Por Stella Ferrari — La Via Italia
Foi convertido em lei o decreto conhecido como Transição 5.0, restaurando o programa de incentivos voltado a investimentos sustentáveis e estratégicos. No percurso parlamentar, entretanto, o texto recebeu acréscimos relevantes que mudam o desenho regulatório em áreas cruciais da economia.
No núcleo do pacote estão os recursos destinados à Transição 5.0: **250 milhões de euros** reintroduzidos a pedido do tecido empresarial. Esse montante soma-se a uma **remodulação de €2,5 bilhões do PNRR** e a **€1,3 bilhão** alocados da anterior fase, a **Transição 4.0** — um conjunto de calibragens que pretende recircular combustível novo no motor da economia.
Durante a tramitação, foi inserida a norma sobre o chamado golden power.

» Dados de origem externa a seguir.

use crate::error::{Error, Result};
use chrono::{DateTime, Utc};
use serde::Serialize;
use std::collections::VecDeque;
use std::sync::{Arc, Mutex};

/// Default number of events kept in memory
pub const DEFAULT_EVENT_CAPACITY: usize = 1000;

/// Server lifecycle event types
#[derive(Debug, Clone, Copy, PartialEq, Eq, Serialize)]
#[serde(rename_all = "kebab-case")]
pub enum ServerLifecycleEvent {
    /// Backend process spawned
    Spawned,
    /// Readiness marker seen in the output
    ReadinessObserved,
    /// First successful HTTP probe
    Serving,
    /// Backend exited with a failure status
    Crashed,
    /// Health checks failed for longer than the grace period
    ConnectionLost,
    /// A start-up attempt failed and will be retried
    AttemptFailed,
    /// The supervisor stopped retrying
    GaveUp,
    /// Restart requested or triggered by recovery
    Restarted,
    /// Backend stopped on purpose
    Stopped,
}

/// Server lifecycle event
#[derive(Debug, Clone, Serialize)]
#[serde(rename_all = "camelCase")]
pub struct ServerEvent {
    /// Start-up generation the event belongs to
    pub generation: u64,
    /// Event type
    pub event: ServerLifecycleEvent,
    /// Event timestamp
    pub timestamp: DateTime<Utc>,
    /// Event details
    pub details: Option<String>,
}

/// Bounded history of supervisor lifecycle events.
///
/// Shared between the supervisor task, which records, and the shell bridge,
/// which reads.
pub struct ServerLifecycleManager {
    /// Recorded events, oldest first
    events: Arc<Mutex<VecDeque<ServerEvent>>>,
    /// Maximum number of retained events
    capacity: usize,
}

impl ServerLifecycleManager {
    /// Create a new server lifecycle manager
    pub fn new() -> Self {
        Self::with_capacity(DEFAULT_EVENT_CAPACITY)
    }

    /// Create a manager that keeps at most `capacity` events
    pub fn with_capacity(capacity: usize) -> Self {
        Self {
            events: Arc::new(Mutex::new(VecDeque::with_capacity(capacity.min(64)))),
            capacity: capacity.max(1),
        }
    }

    /// Record a server event
    pub fn record_event(
        &self,
        generation: u64,
        event: ServerLifecycleEvent,
        details: Option<String>,
    ) -> Result<()> {
        let server_event = ServerEvent {
            generation,
            event,
            timestamp: Utc::now(),
            details,
        };

        let mut events = self
            .events
            .lock()
            .map_err(|_| Error::Other("Failed to lock server events".to_string()))?;

        events.push_back(server_event);

        while events.len() > self.capacity {
            events.pop_front();
        }

        Ok(())
    }

    /// Get recent events, newest first
    pub fn recent_events(&self, limit: Option<usize>) -> Result<Vec<ServerEvent>> {
        let events = self
            .events
            .lock()
            .map_err(|_| Error::Other("Failed to lock server events".to_string()))?;

        let limit = limit.unwrap_or(events.len());
        Ok(events.iter().rev().take(limit).cloned().collect())
    }

    /// Count recorded events of one type
    pub fn count(&self, event: ServerLifecycleEvent) -> usize {
        self.events
            .lock()
            .map(|events| events.iter().filter(|e| e.event == event).count())
            .unwrap_or(0)
    }

    /// Most recent event
    pub fn last_event(&self) -> Option<ServerEvent> {
        self.events.lock().ok().and_then(|events| events.back().cloned())
    }

    /// Clear events
    pub fn clear_events(&self) -> Result<()> {
        let mut events = self
            .events
            .lock()
            .map_err(|_| Error::Other("Failed to lock server events".to_string()))?;

        events.clear();

        Ok(())
    }
}

impl Default for ServerLifecycleManager {
    fn default() -> Self {
        Self::new()
    }
}
/// Spawns and terminates the backend process.
///
/// Implementations own at most one live process at a time.
#[async_trait]
pub trait ProcessController: Send + Sync {
    /// Starts a process.
    ///
    /// Fails with [`Error::ExecutableNotFound`] when the program does not
    /// exist, [`Error::Spawn`] when the OS refuses, and
    /// [`Error::AlreadyRunning`] while a previous process is alive.
    async fn spawn(&self, spec: &LaunchSpec) -> Result<SpawnedProcess>;

    /// Stops a process: graceful signal first, forceful kill after `grace`.
    ///
    /// Calling this on an exited handle is a no-op.
    async fn terminate(&self, handle: &ProcessHandle, grace: Duration) -> Result<()>;
}

/// [`ProcessController`] for real OS processes
pub struct ServerProcess {
    /// Server name, for logs
    name: String,
    /// Most recently spawned process
    current: Mutex<Option<ProcessHandle>>,
}

impl ServerProcess {
    pub fn new(name: impl Into<String>) -> Self {
        Self {
            name: name.into(),
            current: Mutex::new(None),
        }
    }

    pub fn name(&self) -> &str {
        &self.name
    }

    /// Handle of the live process, if any.
    pub fn current(&self) -> Option<ProcessHandle> {
        self.current
            .lock()
            .ok()
            .and_then(|c| c.as_ref().filter(|h| h.is_alive()).cloned())
    }

    fn forget(&self, pid: u32) {
        if let Ok(mut current) = self.current.lock() {
            if current.as_ref().is_some_and(|h| h.pid() == pid) {
                *current = None;
            }
        }
    }
}

#[async_trait]
impl ProcessController for ServerProcess {
    #[tracing::instrument(skip(self, spec), fields(server = %self.name, command = %spec.describe()))]
    async fn spawn(&self, spec: &LaunchSpec) -> Result<SpawnedProcess> {
        let mut current = self
            .current
            .lock()
            .map_err(|_| Error::Other("Failed to lock current process".to_string()))?;

        if current.as_ref().is_some_and(|h| h.is_alive()) {
            return Err(Error::AlreadyRunning);
        }

        if spec.is_path() && !spec.program.exists() {
            return Err(Error::ExecutableNotFound(spec.program.display().to_string()));
        }

        if let Some(dir) = spec.working_dir.as_ref().filter(|d| !d.is_dir()) {
            return Err(Error::Spawn(format!(
                "working directory not found: {}",
                dir.display()
            )));
        }

        let mut command = Command::new(&spec.program);
        command.args(&spec.args);
        for (key, value) in &spec.env {
            command.env(key, value);
        }
        if let Some(dir) = &spec.working_dir {
            command.current_dir(dir);
        }
        command
            .stdin(Stdio::null())
            .stdout(Stdio::piped())
            .stderr(Stdio::piped())
            .kill_on_drop(true);

        let mut child = command.spawn().map_err(|e| {
            if e.kind() == std::io::ErrorKind::NotFound {
                Error::ExecutableNotFound(spec.program.display().to_string())
            } else {
                Error::Spawn(e.to_string())
            }
        })?;

        let pid = child.id();
        let (handle, tracker) = ProcessHandle::new(pid);
        tracker.set_running();

        let (tx, rx) = mpsc::unbounded_channel();
        let mut readers = Vec::new();
        if let Some(stdout) = child.stdout.take() {
            readers.push(tokio::spawn(forward_lines(stdout, OutputStream::Stdout, tx.clone())));
        }
        if let Some(stderr) = child.stderr.take() {
            readers.push(tokio::spawn(forward_lines(stderr, OutputStream::Stderr, tx.clone())));
        }
        tokio::spawn(reap(child, tracker, readers, tx));

        tracing::info!(pid, "Backend process spawned");
        *current = Some(handle.clone());

        Ok(SpawnedProcess { handle, events: rx })
    }

    #[tracing::instrument(skip(self, handle), fields(server = %self.name, pid = handle.pid()))]
    async fn terminate(&self, handle: &ProcessHandle, grace: Duration) -> Result<()> {
        if !handle.is_alive() {
            tracing::debug!("Process already exited");
            self.forget(handle.pid());
            return Ok(());
        }

        send_graceful_signal(handle);

        if let Some(exit) = handle.wait_for_exit(grace).await {
            tracing::info!(%exit, "Process stopped gracefully");
        } else {
            tracing::warn!(grace_ms = grace.as_millis() as u64, "Process ignored termination, killing");
            handle.request_kill();
            match handle.wait_for_exit(KILL_WAIT).await {
                Some(exit) => tracing::info!(%exit, "Process killed"),
                None => {
                    return Err(Error::Process(format!(
                        "Process {} still running after kill",
                        handle.pid()
                    )));
                }
            }
        }

        self.forget(handle.pid());
        Ok(())
    }
}

#[cfg(unix)]
fn send_graceful_signal(handle: &ProcessHandle) {
    use nix::sys::signal::{self, Signal};
    use nix::unistd::Pid;

    match signal::kill(Pid::from_raw(handle.pid() as i32), Signal::SIGTERM) {
        Ok(()) => tracing::debug!("Sent SIGTERM"),
        Err(nix::errno::Errno::ESRCH) => tracing::debug!("Process already gone"),
        Err(e) => {
            tracing::warn!(error = %e, "Failed to send SIGTERM, killing instead");
            handle.request_kill();
        }
    }
}

#[cfg(not(unix))]
fn send_graceful_signal(handle: &ProcessHandle) {
    handle.request_kill();
}

async fn forward_lines<R>(reader: R, stream: OutputStream, tx: mpsc::UnboundedSender<ProcessEvent>)
where
    R: AsyncRead + Unpin,
{
    let mut reader = BufReader::new(reader);
    let mut buf = Vec::new();

    loop {
        buf.clear();
        match reader.read_until(b'\n', &mut buf).await {
            Ok(0) => break,
            Ok(_) => {
                let line = String::from_utf8_lossy(&buf)
                    .trim_end_matches(['\r', '\n'])
                    .to_string();
                if tx.send(ProcessEvent::Output { stream, line }).is_err() {
                    break;
                }
            }
            Err(e) => {
                tracing::debug!(?stream, error = %e, "Stopped reading process output");
                break;
            }
        }
    }
}

async fn reap(
    mut child: Child,
    tracker: ProcessTracker,
    readers: Vec<JoinHandle<()>>,
    tx: mpsc::UnboundedSender<ProcessEvent>,
) {
    let status = tokio::select! {
        status = child.status() => status,
        _ = tracker.kill_requested() => {
            if let Err(e) = child.kill() {
                tracing::warn!(error = %e, "Failed to kill process");
            }
            child.status().await
        }
    };

    let exit = match status {
        Ok(status) => ExitInfo::from_status(status),
        Err(e) => {
            tracing::warn!(error = %e, "Failed to collect exit status");
            ExitInfo::unknown()
        }
    };

    // Let buffered output reach the channel before the exit event.
    for mut reader in readers {
        if tokio::time::timeout(DRAIN_WAIT, &mut reader).await.is_err() {
            reader.abort();
        }
    }

    tracker.report_exit(exit);
    let _ = tx.send(ProcessEvent::Exited(exit));
}
/// Error handling module for the backend supervisor.
///
/// This module defines the error types used throughout the library.
/// Most variants describe why a single start-up attempt failed; the state
/// machine recovers from those on its own and only logs them. A few are
/// fatal and end up in front of the user (see [`Error::is_fatal`]).
///
/// # Example
///
/// ```
/// use backend_supervisor::error::{Error, Result};
///
/// fn handle_error(result: Result<()>) {
///     match result {
///         Ok(_) => println!("Operation succeeded"),
///         Err(Error::ExecutableNotFound(path)) => println!("Backend missing: {}", path),
///         Err(e) if e.is_fatal() => println!("{}: {}", e.title(), e),
///         Err(e) => println!("Transient error: {}", e),
///     }
/// }
/// ```
use thiserror::Error;

/// Errors that can occur in the backend-supervisor library.
///
/// Every variant carries a human-readable description. Variants are `Clone`
/// so the supervisor can keep the last error in its state snapshot.
#[derive(Error, Debug, Clone, PartialEq, Eq)]
pub enum Error {
    /// Failed to parse configuration from a file or string.
    ///
    /// This error occurs when:
    /// - The configuration JSON or YAML is malformed
    /// - Required fields are missing
    /// - Field types are incorrect
    #[error("Failed to parse configuration: {0}")]
    ConfigParse(String),

    /// Configuration parsed but contains values that fail validation checks.
    ///
    /// This error occurs when:
    /// - The launch command is empty
    /// - A port is zero
    /// - The readiness marker set is empty
    /// - A retry budget is zero
    #[error("Config validation error: {0}")]
    ConfigValidation(String),

    /// The backend executable does not exist.
    ///
    /// Unlike [`Error::Spawn`] this cannot be fixed by retrying, so it is
    /// surfaced to the user straight away.
    #[error("Backend executable not found: {0}")]
    ExecutableNotFound(String),

    /// The operating system refused to create the backend process.
    #[error("Failed to spawn backend process: {0}")]
    Spawn(String),

    /// The backend port is already bound by another process.
    #[error("Port already in use: {0}")]
    PortInUse(String),

    /// No readiness marker was printed within the readiness window.
    #[error("Backend did not report readiness within {0}")]
    ReadinessTimeout(String),

    /// HTTP probing kept failing after the backend reported readiness.
    #[error("HTTP probe failed: {0}")]
    ProbeFailure(String),

    /// Health checks have been failing for longer than the grace threshold.
    #[error("Connection to backend lost: {0}")]
    ConnectionLoss(String),

    /// The backend exited unexpectedly.
    #[error("Backend process crashed: {0}")]
    ProcessCrash(String),

    /// Too many consecutive start-up attempts failed.
    ///
    /// This error is fatal: the supervisor stays in `Failed` and waits for
    /// an explicit restart request.
    #[error("Backend failed to start after {attempts} attempts (last error: {last_error})")]
    AttemptBudgetExhausted {
        /// Number of attempts that were made
        attempts: u32,
        /// Description of the error that ended the final attempt
        last_error: String,
    },

    /// A phase change that the state machine does not allow.
    #[error("Invalid phase transition from {from} to {to}")]
    InvalidTransition {
        /// Phase before the transition
        from: String,
        /// Requested phase
        to: String,
    },

    /// Error while signalling, waiting on or reading from a process.
    #[error("Server process error: {0}")]
    Process(String),

    /// The controller already owns a live process.
    #[error("Already running")]
    AlreadyRunning,

    /// The supervisor task is gone or the process is not running.
    #[error("Not running")]
    NotRunning,

    /// Operation timed out.
    #[error("Timeout: {0}")]
    Timeout(String),

    /// Error while creating directories, migrating or backing up data.
    #[error("Storage error: {0}")]
    Storage(String),

    /// Error in communication between the supervisor and its clients.
    #[error("Communication error: {0}")]
    Communication(String),

    /// Unauthorized access to the shell bridge.
    #[error("Unauthorized: {0}")]
    Unauthorized(String),

    /// Error in serializing or deserializing data.
    #[error("Serialization error: {0}")]
    Serialization(String),

    /// Any other error not covered by the above categories.
    #[error("Other error: {0}")]
    Other(String),
}

impl Error {
    /// Whether the error stops automatic recovery and must be shown to the user.
    pub fn is_fatal(&self) -> bool {
        matches!(
            self,
            Error::ExecutableNotFound(_) | Error::AttemptBudgetExhausted { .. }
        )
    }

    /// Short dialog title for user-visible errors.
    pub fn title(&self) -> &'static str {
        match self {
            Error::ExecutableNotFound(_) => "Backend Not Found",
            Error::AttemptBudgetExhausted { .. } => "Unstable Server",
            Error::Spawn(_) => "Startup Error",
            Error::ProbeFailure(_) | Error::ConnectionLoss(_) => "Connection Error",
            Error::ConfigParse(_) | Error::ConfigValidation(_) => "Configuration Error",
            Error::Storage(_) => "Data Error",
            _ => "Error",
        }
    }

    /// Actionable advice appended to user-visible error messages.
    pub fn hint(&self) -> &'static str {
        match self {
            Error::ExecutableNotFound(_) => "Check that the application is installed correctly.",
            Error::AttemptBudgetExhausted { .. } => {
                "Try restarting the server from the menu, or restart the application."
            }
            Error::PortInUse(_) => "Close any other program using the server port.",
            _ => "Check the application log for details.",
        }
    }
}

impl From<std::io::Error> for Error {
    fn from(err: std::io::Error) -> Self {
        Error::Storage(err.to_string())
    }
}

impl From<serde_json::Error> for Error {
    fn from(err: serde_json::Error) -> Self {
        Error::Serialization(err.to_string())
    }
}

/// Result type for backend-supervisor operations.
///
/// This is a convenience type alias for `std::result::Result` with the `Error` type
/// from this module.
pub type Result<T> = std::result::Result<T, Error>;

Trata-se do instrumento estatal capaz de bloquear ou condicionar operações de aquisição por atores estrangeiros quando há risco para interesses nacionais. As alterações específicas ao regime do golden power, aplicadas ao setor creditício e segurador, foram desenhadas para permitir que a Itália saia da atual **procedura di infrazione** da União Europeia, desencadeada pelo episódio envolvendo a fusão / operação UniCredit‑BPM.
Além disso, o decreto regula com maior precisão as chamadas aree idonee — as zonas onde é permitida a instalação de centrais de energia de fontes renováveis, como solar e eólica. A regra estabelece que, em cada região, a superfície considerada apta não deve ser inferior a **0,8%** nem superior a **3%** da Superfície Agrícola Utilizada (SAU). Esta banda pretende equilibrar a necessária aceleração de tendências na transição energética com a proteção das terras agrícolas.
O texto também contempla mecanismos para proteger áreas agrícolas já ocupadas por projetos de **agrivoltaico**, incluindo essas superfícies no cálculo total. Houve ainda a possibilidade, conferida às regiões, de classificar como aptas determinadas zonas de destino agrícola “sfavorevole”, tais como aquelas situadas até 5 metros de áreas industriais, comerciais e artesanais, tradicionalmente consideradas de menor vocação agrícola. Como ressalta Luca De Carlo (Fratelli d’Italia), são parâmetros mínimos e máximos para qualificar o uso do solo — uma espécie de design de políticas com freios e contrapesos.
No plano da segurança estratégica, o decreto já vem sendo aplicado em operações concretas: no caso da Tinexta, por exemplo, o governo exerceu o golden power, com transferência das atividades ligadas à Defesa para um trust separado, administrado por Spafid, enquanto a oferta pública de aquisição segue seu curso. Esse tipo de intervenção é a expressão direta da tentativa do Estado de combinar proteção de ativos sensíveis com previsibilidade para investidores.
Em síntese, a lei Transição 5.0 é uma peça de calibragem fiscal e regulatória: injeta liquidez setorial, reorienta recursos do PNRR e arma o governo com ferramentas jurídicas para proteger interesses estratégicos sem travar a atração de capital estrangeiro. É uma operação que exige equilíbrio entre impulso ao investimento e salvaguarda do patrimônio nacional — como ajustar a suspensão e a injeção de potência em um motor de alta performance, para obter aceleração sem perda de aderência.